Eu não diria marginalizados, talvez vistos com alguma desconfiança, mas nos
deixavam participar sem problemas. O primeiro vereador que o PT elegeu em
Piracicaba era apoiado pela Igreja. E até o nosso bispo à época, dom Eduardo
Koaik era um bispo mais à esquerda politicamente.
E o que esse envolvimento com o PT teve a ver com sua entrada no seminário?
Teve a ver que, por causa do meu envolvimento cada vez maior com a política,
numa determinada altura do ano, eu decidi que não queria mais ser frade
franciscano, e sim padre diocesano.
Qual a diferença?
O padre diocesano tem a sua formação a cargo da diocese, que é uma divisão
administrativa da Igreja, que engloba algumas cidades; por exemplo, da diocese
de Piracicaba fazem parte (pelo menos faziam à época) as cidades de Rio Claro,
São Pedro, Capivari e outras menores. O padre formado na diocese atua somente
nesta diocese onde foi formado. O frade franciscano não é fixo de uma diocese,
ele pode ser enviado para qualquer diocese onde haja uma comunidade
franciscana.
E o que essa diferença influiu na decisão de mudar de grupo?
É o seguinte: eu achava que como padre diocesano eu poderia atuar mais de
perto na organização do povo para reclamar melhorias com o poder público?
Como assim?
Organizar discussões, debates sobre a situação política e conscientizar (essa era
a palavra da moda) as pessoas sobre seus direitos.
E o franciscano não podia fazer isso?
Acho que sim. Quer dizer, claro que sim, pois um de nossos maiores ídolos era um
frade franciscano, Leonardo Boff, que tinha escrito vários livros a respeito dessa
visão que tínhamos e que, para resumir, chamávamos de teologia da libertação.
Quer dizer, a libertação que pregávamos não era apenas uma libertação espiritual,
mas também política e econômica, como os judeus (nós chamávamos os judeus
da Bíblia de hebreus) ao se libertarem da escravidão no Egito.

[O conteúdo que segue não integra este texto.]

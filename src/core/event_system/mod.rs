//=========================================================================
// Event System
//=========================================================================
//
// Named publish/subscribe for loosely coupled notifications.
//
// Architecture:
//   subscribe(name, callback) → HashMap<name, Vec<Subscription>>
//                                         ↓
//   fire_event(name, args) ──→ callbacks in subscription order
//                              (stops at the first that returns true)
//
// Event names are case-insensitive. Callbacks run synchronously on the
// caller's thread and must not fire events themselves.
//
//=========================================================================

//=== Module Declarations =================================================

mod event_args;

//=== Public API ==========================================================

pub use event_args::EventArgs;

//=== External Dependencies ===============================================

use std::collections::HashMap;

use log::{debug, trace};

//=== Well-Known Event Names ==============================================

/// Fired when the user closes any window (X button, Alt+F4, ...).
pub const EVENT_CLOSE_BUTTON_CLICKED: &str = "OnCloseButtonClicked";

/// Generic quit request.
pub const EVENT_QUIT: &str = "quit";

/// Fired after the game switches state; args carry the new state label.
pub const EVENT_GAME_STATE_CHANGED: &str = "OnGameStateChanged";

/// Fired when a window's client area changes size (`newWidth`, `newHeight`).
pub const EVENT_WINDOW_SIZE_CHANGED: &str = "OnWindowSizeChanged";

//=== Types ===============================================================

/// Event handler. Returns `true` when it consumed the event.
pub type EventCallback = Box<dyn FnMut(&mut EventArgs) -> bool>;

/// Identifies one subscription for [`EventSystem::unsubscribe`].
#[derive(Debug, Clone, Copy, PartialEq, Eq, Hash)]
pub struct SubscriptionId(u64);

struct Subscription {
    id: SubscriptionId,
    callback: EventCallback,
}

//=== EventSystem =========================================================

/// Named-event registry and dispatcher.
pub struct EventSystem {
    subscriptions: HashMap<String, Vec<Subscription>>,
    next_id: u64,
}

impl EventSystem {
    pub fn new() -> Self {
        Self {
            subscriptions: HashMap::new(),
            next_id: 0,
        }
    }

    //--- Lifecycle --------------------------------------------------------

    pub fn startup(&mut self) {
        debug!(target: "events", "Event system started");
    }

    /// Drops every subscription (and whatever the callbacks captured).
    pub fn shutdown(&mut self) {
        let count: usize = self.subscriptions.values().map(Vec::len).sum();
        self.subscriptions.clear();
        debug!(target: "events", "Event system shut down ({} subscriptions dropped)", count);
    }

    //--- Subscription -----------------------------------------------------

    /// Registers `callback` for `event_name`.
    ///
    /// Callbacks for the same event run in subscription order.
    pub fn subscribe<F>(&mut self, event_name: &str, callback: F) -> SubscriptionId
    where
        F: FnMut(&mut EventArgs) -> bool + 'static,
    {
        let id = SubscriptionId(self.next_id);
        self.next_id += 1;

        self.subscriptions
            .entry(normalize(event_name))
            .or_default()
            .push(Subscription {
                id,
                callback: Box::new(callback),
            });

        trace!(target: "events", "Subscribed {:?} to '{}'", id, event_name);
        id
    }

    /// Removes a subscription. Returns `false` if it was not registered.
    pub fn unsubscribe(&mut self, id: SubscriptionId) -> bool {
        for list in self.subscriptions.values_mut() {
            if let Some(index) = list.iter().position(|s| s.id == id) {
                list.remove(index);
                return true;
            }
        }
        false
    }

    //--- Dispatch ---------------------------------------------------------

    /// Invokes subscribers of `event_name` until one consumes the event.
    ///
    /// Returns `true` if a subscriber consumed it. Unknown events are not
    /// an error; they simply have no subscribers.
    pub fn fire_event(&mut self, event_name: &str, args: &mut EventArgs) -> bool {
        let Some(list) = self.subscriptions.get_mut(&normalize(event_name)) else {
            trace!(target: "events", "'{}' fired with no subscribers", event_name);
            return false;
        };

        for subscription in list.iter_mut() {
            if (subscription.callback)(args) {
                return true;
            }
        }
        false
    }

    /// [`fire_event`](Self::fire_event) with empty arguments.
    pub fn fire(&mut self, event_name: &str) -> bool {
        self.fire_event(event_name, &mut EventArgs::new())
    }

    //--- Queries ----------------------------------------------------------

    pub fn subscriber_count(&self, event_name: &str) -> usize {
        self.subscriptions
            .get(&normalize(event_name))
            .map(Vec::len)
            .unwrap_or(0)
    }
}

impl Default for EventSystem {
    fn default() -> Self {
        Self::new()
    }
}

fn normalize(event_name: &str) -> String {
    event_name.to_ascii_lowercase()
}

//=========================================================================
// Unit Tests
//=========================================================================

#[cfg(test)]
mod tests {
    use super::*;
    use std::cell::{Cell, RefCell};
    use std::rc::Rc;

    #[test]
    fn fire_without_subscribers_is_unhandled() {
        let mut events = EventSystem::new();
        assert!(!events.fire("nobody"));
    }

    #[test]
    fn subscriber_receives_args() {
        let mut events = EventSystem::new();
        let seen = Rc::new(RefCell::new(None));
        let sink = seen.clone();

        events.subscribe(EVENT_WINDOW_SIZE_CHANGED, move |args| {
            *sink.borrow_mut() = Some(args.get_value("newWidth", -1));
            true
        });

        let mut args = EventArgs::new().with_value("newWidth", 640);
        assert!(events.fire_event(EVENT_WINDOW_SIZE_CHANGED, &mut args));
        assert_eq!(*seen.borrow(), Some(640));
    }

    #[test]
    fn consumed_event_stops_propagation() {
        let mut events = EventSystem::new();
        let second_called = Rc::new(Cell::new(false));
        let flag = second_called.clone();

        events.subscribe("ping", |_| true);
        events.subscribe("ping", move |_| {
            flag.set(true);
            true
        });

        assert!(events.fire("ping"));
        assert!(!second_called.get());
    }

    #[test]
    fn unhandled_event_reaches_every_subscriber() {
        let mut events = EventSystem::new();
        let calls = Rc::new(Cell::new(0));

        for _ in 0..3 {
            let counter = calls.clone();
            events.subscribe("ping", move |_| {
                counter.set(counter.get() + 1);
                false
            });
        }

        assert!(!events.fire("ping"));
        assert_eq!(calls.get(), 3);
    }

    #[test]
    fn names_are_case_insensitive() {
        let mut events = EventSystem::new();
        events.subscribe("OnCloseButtonClicked", |_| true);
        assert!(events.fire("oncloseButtonclicked"));
        assert_eq!(events.subscriber_count("ONCLOSEBUTTONCLICKED"), 1);
    }

    #[test]
    fn unsubscribe_removes_callback() {
        let mut events = EventSystem::new();
        let id = events.subscribe("ping", |_| true);

        assert!(events.unsubscribe(id));
        assert!(!events.unsubscribe(id));
        assert!(!events.fire("ping"));
    }

    #[test]
    fn shutdown_clears_subscriptions() {
        let mut events = EventSystem::new();
        events.subscribe("ping", |_| true);
        events.shutdown();
        assert_eq!(events.subscriber_count("ping"), 0);
    }
}
//=========================================================================
// Test Doubles
//=========================================================================
//
// Scripted platform and journaling renderer/audio wrappers shared by the
// unit tests.
//
// Every double writes to a shared `Journal`, so a test can assert the
// relative order of calls across collaborators (startup order, display
// contexts released before the platform shuts down, ...).
//
//=========================================================================

//=== External Dependencies ===============================================

use std::cell::{Cell, RefCell};
use std::collections::{HashSet, VecDeque};
use std::rc::Rc;

use crossbeam_channel::Sender;
use glam::{IVec2, Vec2};

//=== Internal Dependencies ===============================================

use crate::core::audio::{
    AudioSystem, HeadlessAudio, PlaybackId, SoundDimension, SoundId, SoundPlayback,
};
use crate::core::clock::Clock;
use crate::core::context::AppContext;
use crate::core::error::{AudioError, PlatformError, RenderError};
use crate::core::event_system::EventSystem;
use crate::core::input::InputSystem;
use crate::core::math::Aabb2;
use crate::core::platform_bridge::{send_event, Platform, PlatformEvent, WindowRequest};
use crate::core::quit::QuitSignal;
use crate::core::renderer::{
    Camera, DebugRenderSystem, FontId, HeadlessRenderer, ModelConstants, RenderState, Renderer,
    Rgba8, ShaderId, TextureId, Vertex, WindowSurface,
};
use crate::core::window::{DisplayContext, WindowCollection, WindowHandle};

//=== Journal =============================================================

/// Ordered log of collaborator calls.
#[derive(Clone, Default)]
pub(crate) struct Journal(Rc<RefCell<Vec<String>>>);

impl Journal {
    pub(crate) fn record(&self, entry: impl Into<String>) {
        self.0.borrow_mut().push(entry.into());
    }

    /// Index of the first entry equal to `entry`.
    pub(crate) fn position(&self, entry: &str) -> Option<usize> {
        self.0.borrow().iter().position(|e| e == entry)
    }

    pub(crate) fn count_prefix(&self, prefix: &str) -> usize {
        self.0.borrow().iter().filter(|e| e.starts_with(prefix)).count()
    }
}

//=== MockPlatform ========================================================

/// State shared between a [`MockPlatform`] and the test driving it.
#[derive(Default)]
pub(crate) struct MockPlatformState {
    /// One entry per `pump_messages` call, sent after pending creations.
    pub(crate) script: RefCell<VecDeque<Vec<PlatformEvent>>>,
    pub(crate) requests: RefCell<Vec<WindowRequest>>,
    pub(crate) moves: RefCell<Vec<(WindowHandle, Vec2)>>,
    pub(crate) outstanding_contexts: RefCell<HashSet<WindowHandle>>,
    pub(crate) fail_startup: Cell<bool>,
    pub(crate) fail_display_contexts: Cell<bool>,
}

impl MockPlatformState {
    pub(crate) fn push_frame(&self, events: Vec<PlatformEvent>) {
        self.script.borrow_mut().push_back(events);
    }
}

/// `Platform` that creates windows instantly and replays scripted events.
pub(crate) struct MockPlatform {
    shared: Rc<MockPlatformState>,
    journal: Journal,
    sender: Option<Sender<PlatformEvent>>,
    pending: Vec<PlatformEvent>,
    next_handle: u64,
    next_token: u64,
}

impl MockPlatform {
    pub(crate) fn new() -> Self {
        Self::with_journal(Journal::default())
    }

    pub(crate) fn with_journal(journal: Journal) -> Self {
        Self {
            shared: Rc::new(MockPlatformState::default()),
            journal,
            sender: None,
            pending: Vec::new(),
            next_handle: 1,
            next_token: 100,
        }
    }

    pub(crate) fn shared(&self) -> Rc<MockPlatformState> {
        self.shared.clone()
    }
}

impl Platform for MockPlatform {
    fn startup(&mut self, sender: Sender<PlatformEvent>) -> Result<(), PlatformError> {
        self.journal.record("platform.startup");
        if self.shared.fail_startup.get() {
            return Err(PlatformError::EventLoopCreation("scripted failure".into()));
        }
        self.sender = Some(sender);
        Ok(())
    }

    fn shutdown(&mut self) {
        self.journal.record("platform.shutdown");
        self.sender = None;
    }

    fn pump_messages(&mut self) {
        let Some(sender) = &self.sender else {
            return;
        };
        for event in self.pending.drain(..) {
            send_event(sender, event);
        }
        let scripted = self.shared.script.borrow_mut().pop_front();
        for event in scripted.into_iter().flatten() {
            send_event(sender, event);
        }
    }

    fn request_window(&mut self, request: WindowRequest) -> Result<WindowHandle, PlatformError> {
        if self.sender.is_none() {
            return Err(PlatformError::NotStarted);
        }
        let handle = WindowHandle::new(self.next_handle);
        self.next_handle += 1;

        self.pending.push(PlatformEvent::WindowCreated {
            handle,
            title: request.title.clone(),
            position: request.position,
            client_dimensions: request.client_dimensions,
        });
        self.shared.requests.borrow_mut().push(request);
        Ok(handle)
    }

    fn destroy_window(&mut self, handle: WindowHandle) {
        self.journal.record(format!("platform.destroy_window {}", handle));
    }

    fn acquire_display_context(
        &mut self,
        handle: WindowHandle,
    ) -> Result<DisplayContext, PlatformError> {
        if self.shared.fail_display_contexts.get() {
            return Err(PlatformError::UnknownWindow(handle));
        }
        self.next_token += 1;
        self.shared.outstanding_contexts.borrow_mut().insert(handle);
        Ok(DisplayContext::new(handle, self.next_token))
    }

    fn release_display_context(&mut self, context: DisplayContext) {
        self.journal.record(format!("platform.release_dc {}", context.handle()));
        self.shared.outstanding_contexts.borrow_mut().remove(&context.handle());
    }

    fn set_window_position(&mut self, handle: WindowHandle, position: Vec2) {
        self.shared.moves.borrow_mut().push((handle, position));
    }
}

//=== RecordingRenderer ===================================================

/// Journals lifecycle and swap-chain calls, delegates to a shared
/// [`HeadlessRenderer`], and can be told to fail resizes per window.
pub(crate) struct RecordingRenderer {
    pub(crate) inner: Rc<RefCell<HeadlessRenderer>>,
    pub(crate) fail_resize: Rc<RefCell<HashSet<WindowHandle>>>,
    pub(crate) fail_startup: bool,
    journal: Journal,
}

impl RecordingRenderer {
    pub(crate) fn new(journal: Journal) -> Self {
        Self {
            inner: Rc::new(RefCell::new(HeadlessRenderer::new())),
            fail_resize: Rc::new(RefCell::new(HashSet::new())),
            fail_startup: false,
            journal,
        }
    }
}

impl Renderer for RecordingRenderer {
    fn startup(&mut self) -> Result<(), RenderError> {
        self.journal.record("renderer.startup");
        if self.fail_startup {
            return Err(RenderError::DeviceCreation("scripted failure".into()));
        }
        self.inner.borrow_mut().startup()
    }

    fn shutdown(&mut self) {
        self.journal.record("renderer.shutdown");
        self.inner.borrow_mut().shutdown();
    }

    fn begin_frame(&mut self) {
        self.inner.borrow_mut().begin_frame();
    }

    fn end_frame(&mut self) {
        self.inner.borrow_mut().end_frame();
    }

    fn create_window_swap_chain(&mut self, surface: &WindowSurface) -> Result<(), RenderError> {
        self.journal.record(format!("renderer.create_swap_chain {}", surface.handle));
        self.inner.borrow_mut().create_window_swap_chain(surface)
    }

    fn resize_window_swap_chain(&mut self, surface: &WindowSurface) -> Result<(), RenderError> {
        self.journal.record(format!("renderer.resize_swap_chain {}", surface.handle));
        if self.fail_resize.borrow().contains(&surface.handle) {
            return Err(RenderError::InvalidDimensions {
                handle: surface.handle,
                width: surface.client_dimensions.x,
                height: surface.client_dimensions.y,
            });
        }
        self.inner.borrow_mut().resize_window_swap_chain(surface)
    }

    fn destroy_window_swap_chain(&mut self, handle: WindowHandle) {
        self.journal.record(format!("renderer.destroy_swap_chain {}", handle));
        self.inner.borrow_mut().destroy_window_swap_chain(handle);
    }

    fn render_viewport_to_window(
        &mut self,
        handle: WindowHandle,
        viewport: Aabb2,
    ) -> Result<(), RenderError> {
        self.inner.borrow_mut().render_viewport_to_window(handle, viewport)
    }

    fn begin_camera(&mut self, camera: &Camera) {
        self.inner.borrow_mut().begin_camera(camera);
    }

    fn end_camera(&mut self, camera: &Camera) {
        self.inner.borrow_mut().end_camera(camera);
    }

    fn clear_screen(&mut self, color: Rgba8) {
        self.inner.borrow_mut().clear_screen(color);
    }

    fn set_render_state(&mut self, state: RenderState) {
        self.inner.borrow_mut().set_render_state(state);
    }

    fn set_model_constants(&mut self, constants: ModelConstants) {
        self.inner.borrow_mut().set_model_constants(constants);
    }

    fn bind_texture(&mut self, texture: Option<TextureId>) {
        self.inner.borrow_mut().bind_texture(texture);
    }

    fn bind_shader(&mut self, shader: Option<ShaderId>) {
        self.inner.borrow_mut().bind_shader(shader);
    }

    fn draw_vertex_array(&mut self, verts: &[Vertex]) {
        self.inner.borrow_mut().draw_vertex_array(verts);
    }

    fn create_or_get_texture_from_file(&mut self, path: &str) -> Result<TextureId, RenderError> {
        self.inner.borrow_mut().create_or_get_texture_from_file(path)
    }

    fn create_or_get_shader_from_file(&mut self, path: &str) -> Result<ShaderId, RenderError> {
        self.inner.borrow_mut().create_or_get_shader_from_file(path)
    }

    fn create_or_get_bitmap_font_from_file(&mut self, path: &str) -> Result<FontId, RenderError> {
        self.inner.borrow_mut().create_or_get_bitmap_font_from_file(path)
    }
}

//=== RecordingAudio ======================================================

pub(crate) struct RecordingAudio {
    pub(crate) inner: Rc<RefCell<HeadlessAudio>>,
    journal: Journal,
}

impl RecordingAudio {
    pub(crate) fn new(journal: Journal) -> Self {
        Self {
            inner: Rc::new(RefCell::new(HeadlessAudio::new())),
            journal,
        }
    }
}

impl AudioSystem for RecordingAudio {
    fn startup(&mut self) -> Result<(), AudioError> {
        self.journal.record("audio.startup");
        self.inner.borrow_mut().startup()
    }

    fn shutdown(&mut self) {
        self.journal.record("audio.shutdown");
        self.inner.borrow_mut().shutdown();
    }

    fn begin_frame(&mut self) {
        self.inner.borrow_mut().begin_frame();
    }

    fn end_frame(&mut self) {
        self.inner.borrow_mut().end_frame();
    }

    fn create_or_get_sound(
        &mut self,
        path: &str,
        dimension: SoundDimension,
    ) -> Result<SoundId, AudioError> {
        self.inner.borrow_mut().create_or_get_sound(path, dimension)
    }

    fn start_sound(
        &mut self,
        sound: SoundId,
        playback: SoundPlayback,
    ) -> Result<PlaybackId, AudioError> {
        self.journal.record("audio.start_sound");
        self.inner.borrow_mut().start_sound(sound, playback)
    }

    fn stop_sound(&mut self, playback: PlaybackId) {
        self.inner.borrow_mut().stop_sound(playback);
    }
}

//=== TestContext =========================================================

/// Started `AppContext` over headless collaborators, with handles to inspect them.
pub(crate) struct TestContext {
    pub(crate) ctx: AppContext,
    pub(crate) renderer: Rc<RefCell<HeadlessRenderer>>,
    pub(crate) audio: Rc<RefCell<HeadlessAudio>>,
}

impl TestContext {
    pub(crate) fn new() -> Self {
        let journal = Journal::default();
        let mut renderer = RecordingRenderer::new(journal.clone());
        let mut audio = RecordingAudio::new(journal);
        let renderer_state = renderer.inner.clone();
        let audio_state = audio.inner.clone();

        renderer.startup().expect("headless renderer starts");
        audio.startup().expect("headless audio starts");
        let mut debug_render = DebugRenderSystem::new();
        debug_render.startup(&mut renderer).expect("debug font loads");

        Self {
            ctx: AppContext {
                events: EventSystem::new(),
                input: InputSystem::new(),
                renderer: Box::new(renderer),
                debug_render,
                audio: Box::new(audio),
                windows: WindowCollection::new(40.0, 120.0),
                system_clock: Clock::new(),
                quit: QuitSignal::new(),
            },
            renderer: renderer_state,
            audio: audio_state,
        }
    }
}

/// Convenience for scripting a resize.
pub(crate) fn resized(id: u64, width: i32, height: i32) -> PlatformEvent {
    PlatformEvent::WindowResized {
        handle: WindowHandle::new(id),
        client_dimensions: IVec2::new(width, height),
    }
}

Então, você passou para o lado dos diocesanos… teve que começar tudo de
novo?
Começar o quê?
O cursinho preparatório que você estava fazendo para entrar no seminário
franciscano.
Não era bem um cursinho preparatório e não havia uma regra, tipo um vestibular
ou coisa assim. De qualquer modo, parei de ir aos encontros dos franciscanos e
cheguei a participar de um ou dois encontros com os diocesanos, antes de ser
aceito por eles.
Bem, até aqui a história foi só sobre você. Quando é que a mãe entra na história?
5. Tenham um pouco de paciência. Mas ela já estava por aí, nessa época.
E vocês já se conheciam?
Sim, éramos conhecidos. Mas não muito. Até aconteceu um evento decisivo.
Qual?
Como resultado dessa minha “dupla militância” (era assim que chamávamos o fato
de participar, simultaneamente da igreja e dos movimentos sociais) fui eleito para
participar de um encontro em Goiás, um encontro nacional de CEBs. Antes de
partir para esse encontro, quisemos fazer uma celebração e convidamos, por
carta, algumas pessoas, entre elas, a sua vó.
A vó? Ela também era metida nisso?
Que isso? Até hoje ela é! Nós é que abandonamos a batalha, mas ela segue lá,
firme e forte. Não veem que ela sempre vota no PT?
E ela respondeu o convite?
Ela não, mas a sua mãe (não a dela, a de vocês) sim.
E foi aí que vocês se conheceram? Mas então você não foi para o seminário?
Calma, isso fica para o próximo capítulo. Vamos tomar um café na Starbucks?